It was so nice talking with you on the phone the other night. Wow, I really miss you, Mom and Dad and Tootles. I’ll be happy to get a mid-summer’s break from camp next week and see you all!
Still learning a lot here, though. And not that I’m one to argue with The King of Rock ‘n’ Roll, but I’m learning that a little bit more of good conversation—or at least dialogue—is just as good as fast-paced action.
Coach Sol taught us that what counts in dialogue is not what is said but the meaning behind what is said…or not said. I never realized how funny our words to one another can be. How often do we really mean what we say? Or rather, how often are we trying to convey something along with our words that we don’t (or wouldn’t dare!) come right out and say? This is another way to fill our stories with tension.
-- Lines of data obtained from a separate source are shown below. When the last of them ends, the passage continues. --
//! Markdown rendering for rich-text fields.
//!
//! Rich text in this panel is authored as Markdown and converted to HTML
//! with `pulldown-cmark`. Content written before the rewrite is stored as
//! HTML; [`render_rich`] passes anything that already looks like markup
//! through untouched.

use dioxus::prelude::*;
use pulldown_cmark::{html, Options, Parser};

/// Convert Markdown to an HTML fragment.
pub fn render_markdown(source: &str) -> String {
    let mut options = Options::empty();
    options.insert(Options::ENABLE_TABLES);
    options.insert(Options::ENABLE_STRIKETHROUGH);
    let parser = Parser::new_ext(source, options);
    let mut out = String::new();
    html::push_html(&mut out, parser);
    out
}

/// Render a stored rich-text value: legacy HTML verbatim, Markdown
/// otherwise.
pub fn render_rich(source: &str) -> String {
    if source.trim_start().starts_with('<') {
        source.to_string()
    } else {
        render_markdown(source)
    }
}

/// Read-only rich-text block.
#[component]
pub fn RichText(#[props(default = String::new())] class: String, source: String) -> Element {
    rsx! {
        div {
            class: "rich-text {class}",
            dangerous_inner_html: render_rich(&source),
        }
    }
}

/// Textarea with a write/preview toggle, used wherever the original
/// panel embedded a WYSIWYG editor.
#[component]
pub fn MarkdownEditor(
    value: String,
    oninput: EventHandler<String>,
    #[props(default = String::new())] placeholder: String,
    #[props(default = 6)] rows: i64,
) -> Element {
    let mut preview = use_signal(|| false);

    rsx! {
        div {
            class: "markdown-editor",
            div {
                class: "markdown-editor-tabs",
                button {
                    r#type: "button",
                    class: if !preview() { "tab active" } else { "tab" },
                    onclick: move |_| preview.set(false),
                    "Write"
                }
                button {
                    r#type: "button",
                    class: if preview() { "tab active" } else { "tab" },
                    onclick: move |_| preview.set(true),
                    "Preview"
                }
            }
            if preview() {
                div {
                    class: "markdown-editor-preview rich-text",
                    dangerous_inner_html: render_rich(&value),
                }
            } else {
                textarea {
                    class: "markdown-editor-input",
                    rows: "{rows}",
                    placeholder: "{placeholder}",
                    value: "{value}",
                    oninput: move |evt: FormEvent| oninput.call(evt.value()),
                }
            }
        }
    }
}

#[cfg(test)]
mod tests {
    use super::*;

    #[test]
    fn markdown_becomes_html() {
        let html = render_markdown("## Heading\n\nSome **bold** text");
        assert!(html.contains("<h2>"));
        assert!(html.contains("<strong>bold</strong>"));
    }

    #[test]
    fn legacy_html_passes_through() {
        let stored = "<p>already <em>formatted</em></p>";
        assert_eq!(render_rich(stored), stored);
    }

    #[test]
    fn plain_text_is_wrapped() {
        assert!(render_rich("plain words").contains("<p>plain words</p>"));
    }
}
Coach said to avoid common dialogue. No one wants to read pleasant, boring conversation. My job as a writer is to make things happen.
I’m also learning what my character’s speech says about him or her. Some speech markers are vocabulary, throwaway words and phrases, tight or loose wording, run-on sentences, sarcasm, poor grammar, and inappropriate modifiers. I’m not just trying to stir up a little trouble (conflict) with my dialogue, I’m trying to get my reader to know my characters better.
Another thing writers need? Rest! That’s why I’ll be glad to take next week off and spend some time with you guys. Looking forward to it!
Your Little Yapper
I know many writers who insist that writing dialogue is some of the most enjoyable writing they ever do. How much fun do you have writing dialogue? How do you put a little snap in your character’s conversations?